The point is this cover will function as follows re the forces that nature imposes on such things.
Erosion: There will be none of significance. The large rock resists erosion and thus protects the underlying soil and clay.
Vegetation: With time vegetation will establish. Seeds will fall or be washed down through the rock and take root in the soil. Only the best will grow up through the rock. And their roots will go down into the soil and help extract water to evapotranspirate it and limit the quantity of water available to potentially infiltrate.
Infiltration. Limited or controlled by the low permeability clay. Additional evapotranspiration via vegetation will, as noted above, limit the quantity of water available to potentially infiltrate.
Long-Term Performance. With time, the rock will commingle with the soil. A rocky soil layer with vigorous vegetation will develop at the surface. The rock and the vegetation will resist erosion in a natural way. This is the way nature does it. We call it a desert pavement.
Now this cover may not be cheap.
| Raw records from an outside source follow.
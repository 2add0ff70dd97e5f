//! Domain types and models

pub mod credentials;
pub mod ledger;
pub mod operation;
pub mod stats;

pub use credentials::{Credentials, Secret};
pub use ledger::{CompletionReport, ErrorCode, RecordId, SyncErrorDetail, SyncRecord, SyncStatus};
pub use operation::{
    ActiveOperation, AvailabilityItem, AvailabilityStatus, MediaDescriptor, OperationId,
    OperationKind, OperationOutput, OperationPayload, OperationRequest, OperationState,
    ProfileSnapshot, ProfileUpdate,
};
pub use stats::{
    BulkExecutionResult, BulkItemResult, OrchestratorStats, PoolShutdownReport, PoolStats,
};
But it is cost-effective. It will last for a thousand years or more. There are plenty of natural case histories in the vicinity of your mine.
If your consultant blathers on about geomembranes, fire them. For they (both geomembranes & consultant) are mere placebos.
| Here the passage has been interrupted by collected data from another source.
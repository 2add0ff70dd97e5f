//! Modular common utilities shared across Tether crates.
//!
//! # Feature Tiers
//!
//! Enable cargo features to opt into the tiers you need:
//! - `foundation`: error types and the `ErrorClassification` contract
//! - `runtime`: async resilience primitives (clock, rate limiting, retry)
//! - `observability`: tracing integration (pulled in by `runtime`)

#![forbid(unsafe_code)]
#![warn(rust_2018_idioms)]
#![warn(clippy::all, clippy::perf, clippy::complexity, clippy::suspicious)]

// Foundation tier
// -----------------------------------------------------------------
#[cfg(feature = "foundation")]
pub mod error;

// Runtime tier
// --------------------------------------------------------------------
#[cfg(feature = "runtime")]
pub mod resilience;

// Re-export commonly used types and traits for convenience
// ------------------------
#[cfg(feature = "foundation")]
pub use error::{CommonError, CommonResult, ErrorClassification, ErrorSeverity};
#[cfg(feature = "runtime")]
pub use resilience::{
    with_retry, BackoffStrategy, Clock, MockClock, RateLimitMode, RateLimiter, RateLimiterConfig,
    RetryConfig, RetryConfigBuilder, RetryExecutor, RetryOutcome, SystemClock,
    TokenBucket, TokenBucketConfig,
};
If they deny the need for rock, fire them. For they understand neither erosion nor geomorphology.
If they go on about the great vegetation they can plant, send them away, for they understand neither climax vegetation nor the processes of nature.
If they try to persuade you to a store-and-release cover, laugh at them. This a figment & myth of calculation. It does not happen thus in nature. There would be no groundwater anywhere if they were correct.
I recognize that what I write above is controversial. It deflates most current practice and conviction. It denies what most consultants recommend.
So be it. I am old, crusty, and know I am right. I have done the calculations, built the prototypes, and seen the results. The rest are crass youth yet to learn by real-time, in-field experience.
To prove my point, here is my offer: if you get a report or recommendation that is not in-line with what I write above, send it to me, and I will, free of charge, review it and comment in accordance with professional practice.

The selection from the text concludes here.